TASK DESCRIPTION
Go through the entries below from the first line and output each one exactly, up to and including the line with "let dir = match".

RECORDS SUPPLIED
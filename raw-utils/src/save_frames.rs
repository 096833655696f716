use std::convert::TryFrom;
use std::fs;
use std::io::{self, Write};
use std::path::Path;

use tracing::debug;

use crate::pgm::write_pgm;
use crate::{Error, GrayImage, ImageFormat, RawLayout, Result, JPEG_QUALITY};

/// Writes the output through a temporary file in the destination directory
/// and renames it over `path` once `write` succeeds. On error the temporary
/// file is removed and `path` is left untouched.
///
/// A replaced file keeps its permissions. A new file gets the same mode a
/// plain `File::create` would give it.
pub fn write_atomic<F>(path: &Path, write: F) -> Result<()>
where
    F: FnOnce(&mut dyn Write) -> Result<()>,
{
    let dir = match path.parent() {
        Some(dir) if !dir.as_os_str().is_empty() => dir,
        _ => Path::new("."),
    };
    let mut builder = tempfile::Builder::new();
    builder.prefix(".rawconv").suffix(".tmp");
    // tempfile defaults to 0600; 0666 goes through the umask like a create
    #[cfg(unix)]
    {
        use std::os::unix::fs::PermissionsExt;
        builder.permissions(fs::Permissions::from_mode(0o666));
    }
    let mut file = builder.tempfile_in(dir).map_err(|err| Error::io(dir, err))?;
    {
        let mut writer = io::BufWriter::new(file.as_file_mut());
        write(&mut writer)?;
        writer.flush()?;
    }
    if let Ok(meta) = fs::metadata(path) {
        file.as_file()
            .set_permissions(meta.permissions())
            .map_err(|err| Error::io(path, err))?;
    }
    file.persist(path).map_err(|err| Error::io(path, err.error))?;
    Ok(())
}

/// Encodes `img` as an 8-bit grayscale PNG.
pub fn encode_png<W: Write>(w: W, img: &GrayImage) -> Result<()> {
    let mut encoder = png::Encoder::new(w, img.width(), img.height());
    encoder.set_color(png::ColorType::Grayscale);
    encoder.set_depth(png::BitDepth::Eight);
    let mut writer = encoder.write_header()?;
    writer.write_image_data(img.as_bytes())?;
    writer.finish()?;
    Ok(())
}

/// Encodes `img` as a single-component baseline JPEG. JPEG caps both
/// dimensions at 65535.
pub fn encode_jpeg<W: Write>(w: W, img: &GrayImage, quality: u8) -> Result<()> {
    let too_big = || Error::InvalidDimensions {
        width: img.width() as u64,
        height: img.height() as u64,
    };
    let width = u16::try_from(img.width()).map_err(|_| too_big())?;
    let height = u16::try_from(img.height()).map_err(|_| too_big())?;
    let encoder = jpeg_encoder::Encoder::new(w, quality);
    encoder.encode(img.as_bytes(), width, height, jpeg_encoder::ColorType::Luma)?;
    Ok(())
}

pub fn encode_image<W: Write>(w: W, img: &GrayImage, format: ImageFormat) -> Result<()> {
    match format {
        ImageFormat::Png => encode_png(w, img),
        ImageFormat::Jpeg => encode_jpeg(w, img, JPEG_QUALITY),
    }
}

/// Saves `img` in the format named by the extension of `path`.
pub fn save_image(path: &Path, img: &GrayImage) -> Result<ImageFormat> {
    let format = ImageFormat::from_path(path)?;
    write_atomic(path, |w| encode_image(w, img, format))?;
    debug!(path = %path.display(), ?format, "saved image");
    Ok(format)
}

/// Saves the pixel bytes of `img` in the given raw layout.
pub fn save_raw_frame(path: &Path, img: &GrayImage, layout: RawLayout) -> Result<()> {
    write_atomic(path, |w| {
        match layout {
            RawLayout::Headerless => w.write_all(img.as_bytes())?,
            RawLayout::Pgm => write_pgm(w, img)?,
        }
        Ok(())
    })?;
    debug!(path = %path.display(), ?layout, "saved raw buffer");
    Ok(())
}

PROBLEM SOLUTION
filename raw-utils/src/save_frames.rs
repository 096833655696f716
use std::convert::TryFrom;
use std::fs;
use std::io::{self, Write};
use std::path::Path;

use tracing::debug;

use crate::pgm::write_pgm;
use crate::{Error, GrayImage, ImageFormat, RawLayout, Result, JPEG_QUALITY};

/// Writes the output through a temporary file in the destination directory
/// and renames it over `path` once `write` succeeds. On error the temporary
/// file is removed and `path` is left untouched.
///
/// A replaced file keeps its permissions. A new file gets the same mode a
/// plain `File::create` would give it.
pub fn write_atomic<F>(path: &Path, write: F) -> Result<()>
where
    F: FnOnce(&mut dyn Write) -> Result<()>,
{
    let dir = match path.parent() {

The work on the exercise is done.